▶ [RECORD SET]

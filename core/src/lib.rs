//! The scheduler: a single global task queue, per-device state machines, a
//! reconnect controller, and the transaction composer used for auth/init/OTA
//! sequences. `Manager` ties all of it to a `BleStack` implementation; `run`
//! drives it from native events and a periodic tick.

pub mod clock;
pub mod config;
pub mod crash_resolver;
pub mod device;
pub mod events;
pub mod listener;
pub mod manager;
pub mod queue;
pub mod reconnect;
pub mod task;
pub mod transaction;

pub use clock::Ticker;
pub use config::Config;
pub use device::{Device, DeviceState};
pub use events::CoreEvent;
pub use listener::{Dispatcher, EventListener, ListenerStack};
pub use manager::Manager;
pub use task::{Priority, Task, TaskId, TaskKind, TaskState};

use ble_adapter::StackEvent;
use tokio::sync::mpsc::UnboundedReceiver;

/// Runs the update worker until `events` closes: on every tick it advances
/// the scheduler, and every native `StackEvent` that arrives in between is
/// applied as soon as it's received. This is the only place a `Manager` is
/// ever driven from outside its own methods.
pub async fn run(manager: &mut Manager, mut events: UnboundedReceiver<StackEvent>) {
    let mut ticker = Ticker::new(manager.config.auto_update_rate);
    loop {
        tokio::select! {
            _ = ticker.tick() => {
                manager.on_tick(tokio::time::Instant::now().into_std());
            }
            event = events.recv() => {
                match event {
                    Some(event) => manager.handle_stack_event(event, tokio::time::Instant::now().into_std()),
                    None => break,
                }
            }
        }
    }
}
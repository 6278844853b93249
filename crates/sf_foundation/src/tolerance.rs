// crates/sf_foundation/src/tolerance.rs

//! 数值容差
//!
//! 集中定义河网计算中使用的阈值。近零体积、近零宽度属于正常物理状态
//! （干河段或基岩裸露），由调用方在局部返回零结果，不报告错误。

/// 局部可侵蚀体积的近零阈值 [m³]
///
/// 活动层体积不超过该值时，输沙能力公式改用上游旁路分布。
pub const SEDIMENT_VOLUME_EPS: f64 = 1e-9;

/// 次表层是否仍有泥沙的判断阈值 [m³/m²]
pub const SUBSURFACE_VOLUME_EPS: f64 = 1e-7;

/// 泥沙体积是否视为空
#[inline]
pub fn is_empty_volume(volume: f64) -> bool {
    volume <= SEDIMENT_VOLUME_EPS
}

#[cfg(test)]
mod tests {
    use super::*;

    #[test]
    fn test_empty_volume_threshold() {
        assert!(is_empty_volume(0.0));
        assert!(is_empty_volume(1e-9));
        assert!(!is_empty_volume(2e-9));
    }

    #[test]
    fn test_subsurface_threshold_above_sediment_threshold() {
        assert!(SUBSURFACE_VOLUME_EPS > SEDIMENT_VOLUME_EPS);
    }
}
// crates/sf_physics/src/strata/single_layer.rs

//! 单层不分选：全部冲积物始终位于同一层

use super::{LayerRequirement, LayerStack, StrataSorting, StrataSortingParams};
use sf_foundation::{ensure, SfError, SfResult};

/// 单层不分选
#[derive(Debug, Clone, Copy, Default, PartialEq)]
pub struct SingleLayerNoSorting;

impl StrataSorting for SingleLayerNoSorting {
    fn name(&self) -> &'static str {
        "SingleLayerNoSorting"
    }

    fn sort_strata(&mut self, strata: &mut LayerStack, _diameters: &[f64]) -> SfResult<bool> {
        ensure!(
            strata.len() == 1,
            SfError::config(format!("{} 需要恰好一层, 实际 {} 层", self.name(), strata.len()))
        );
        Ok(false)
    }

    fn layer_thickness(&self) -> f64 {
        f64::INFINITY
    }

    fn required_layers(&self) -> LayerRequirement {
        LayerRequirement::Exactly(1)
    }

    fn params(&self) -> StrataSortingParams {
        StrataSortingParams::SingleLayerNoSorting
    }
}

▶ [REQUIREMENT]
Select from the material above each line in which the string "ensure" appears, and list those lines.

▶ [RESPONSE TO THIS EXERCISE]
use sf_foundation::{ensure, SfError, SfResult};
        ensure!(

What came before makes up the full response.